Saturday, April 21, 2007

Talking about artists

Paul Cezanne, Mont Sante-Victoire, 1902-04. oil on canvas, 28 3/4 x 36 3/16

When I am with other artists we often talk among ourselves about who our favorite painters are. I also find it is a question that collectors and art lovers like to ask. It helps to understand what influences a painter. What really rows their boat, so to speak.

Sometimes collectors eyes will glaze over when I start talking about my, well, at least fifty favorite artists. (What do you mean you have never heard of Richard Diebenkorn?! He's only one of the most important American artists of the twentieth century!) So I have to watch myself. It's when I'm talking to other artists that it can get interesting. So many times, I will mention an artist that I find highly influential, and find that my artist friends haven't even heard of him or is not even interested in his work. It's strange.

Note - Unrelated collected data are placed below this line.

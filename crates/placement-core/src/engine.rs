//! Session orchestrator.
//!
//! One [`PlacementEngine`] owns one student's test run: it interleaves
//! selection, answer checking, and adjustment in strict order, ends after the
//! configured question count (or early when the bank runs dry), and emits
//! exactly one placement report. Engines share the bank read-only; everything
//! else is session-local, so independent sessions can run concurrently and a
//! dropped engine is a cancelled session.

use std::sync::Arc;

use rand::rngs::StdRng;
use rand::SeedableRng;
use tracing::{debug, instrument, warn};

use crate::adjustment;
use crate::advisor::{self, AdvisorRequest, PlacementAdvisor};
use crate::answers::{self, AnswerInput};
use crate::bank::QuestionBank;
use crate::config::EngineConfig;
use crate::domain::{AnsweredRecord, EngineError, ServedQuestion};
use crate::scoring::{build_fallback_report, PlacementReport};
use crate::selection;
use crate::session::{SessionState, TestPhase};

pub struct PlacementEngine {
    bank: Arc<QuestionBank>,
    config: EngineConfig,
    state: SessionState,
    rng: StdRng,
    advisor: Option<Arc<dyn PlacementAdvisor>>,
    outstanding: Option<ServedQuestion>,
    ended_early: bool,
}

impl PlacementEngine {
    pub fn new(bank: Arc<QuestionBank>, config: EngineConfig) -> Self {
        Self::with_rng(bank, config, StdRng::from_entropy())
    }

    /// Deterministic engine for tests and replayable sessions.
    pub fn with_seed(bank: Arc<QuestionBank>, config: EngineConfig, seed: u64) -> Self {
        Self::with_rng(bank, config, StdRng::seed_from_u64(seed))
    }

    fn with_rng(bank: Arc<QuestionBank>, config: EngineConfig, rng: StdRng) -> Self {
        let state = SessionState::new(&config);
        Self {
            bank,
            config,
            state,
            rng,
            advisor: None,
            outstanding: None,
            ended_early: false,
        }
    }

    pub fn with_advisor(mut self, advisor: Arc<dyn PlacementAdvisor>) -> Self {
        self.advisor = Some(advisor);
        self
    }

    pub fn state(&self) -> &SessionState {
        &self.state
    }

    pub fn config(&self) -> &EngineConfig {
        &self.config
    }

    /// True once the question target is reached or the bank ran dry.
    pub fn is_complete(&self) -> bool {
        self.ended_early || self.state.phase() == TestPhase::Complete
    }

    /// True when the bank ran out before the question target.
    pub fn ended_early(&self) -> bool {
        self.ended_early
    }

    /// Serve the next question, or `Ok(None)` when the test is over.
    ///
    /// Every served question must be answered before the next may be drawn.
    #[instrument(skip(self), fields(q_index = self.state.q_index))]
    pub fn next_question(&mut self) -> Result<Option<ServedQuestion>, EngineError> {
        if let Some(served) = &self.outstanding {
            return Err(EngineError::QuestionOutstanding(served.question.id.clone()));
        }
        if self.is_complete() {
            return Ok(None);
        }

        match selection::select_next(&mut self.state, &self.bank, &self.config, &mut self.rng) {
            Some(served) => {
                self.outstanding = Some(served.clone());
                Ok(Some(served))
            }
            None => {
                warn!(
                    answered = self.state.q_index,
                    "question pool exhausted; ending test early"
                );
                self.ended_early = true;
                Ok(None)
            }
        }
    }

    /// Record the renderer's answer to the outstanding question and run the
    /// adjustment policy. `response_time` is seconds from render to answer.
    #[instrument(skip(self, answer))]
    pub fn submit_answer(
        &mut self,
        question_id: &str,
        answer: &AnswerInput,
        response_time: f64,
    ) -> Result<AnsweredRecord, EngineError> {
        let served = self
            .outstanding
            .take()
            .ok_or(EngineError::NoOutstandingQuestion)?;
        if served.question.id != question_id {
            let expected = served.question.id.clone();
            self.outstanding = Some(served);
            return Err(EngineError::UnexpectedQuestion {
                expected,
                got: question_id.to_string(),
            });
        }

        let checked = answers::check_answer(&served.question, answer);
        if let Some(note) = &checked.anomaly {
            warn!(question = %served.question.id, note = %note, "answer shape anomaly");
        }

        let record = AnsweredRecord {
            question_id: served.question.id.clone(),
            mechanic: served.question.mechanic(),
            assigned_level: served.assigned_level,
            skill: served.question.skill,
            correct: checked.correct,
            response_time,
            anomaly: checked.anomaly,
        };

        adjustment::update(&mut self.state, record.clone(), &self.config);
        debug!(
            question = %record.question_id,
            correct = record.correct,
            level = %self.state.current_level,
            momentum = self.state.momentum,
            "answer recorded"
        );
        Ok(record)
    }

    /// Synthesize the final report. The rule-based fallback is always built;
    /// a wired-in advisor may replace it when enabled and healthy.
    pub async fn finish(&self) -> Result<PlacementReport, EngineError> {
        if !self.is_complete() {
            return Err(EngineError::SessionIncomplete {
                answered: self.state.q_index,
                expected: self.config.questions_per_test,
            });
        }

        let fallback = build_fallback_report(&self.state, &self.config, self.ended_early);
        match &self.advisor {
            Some(advisor) if self.config.advisor_enabled => {
                let request = AdvisorRequest::from_state(&self.state);
                Ok(advisor::resolve_report(
                    advisor.as_ref(),
                    &request,
                    fallback,
                    self.config.advisor_timeout_seconds,
                )
                .await)
            }
            _ => Ok(fallback),
        }
    }
}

I consider Paul Cezanne to be a great painter, one of the best. Yet when I mention him I usually get blank stares from fellow artists. Wasn't he the guy who started cubism and that modern art crap? I've never understood his work. No, he wasn't, and I'm sorry you never took the time to look at what he did. There is a emotional depth in his work that is lacking in a lot of work before and since his time. He was an artist who had a personal vision of the world in paint. He reinvented what he saw in paint. That's something that I think all artists should think about when they're working. What am I bringing to this painting that is my own? Of course, we are all influenced by other artists, but how can I reinvent nature in my paintings and make it personal?

Isn't that the reason to paint?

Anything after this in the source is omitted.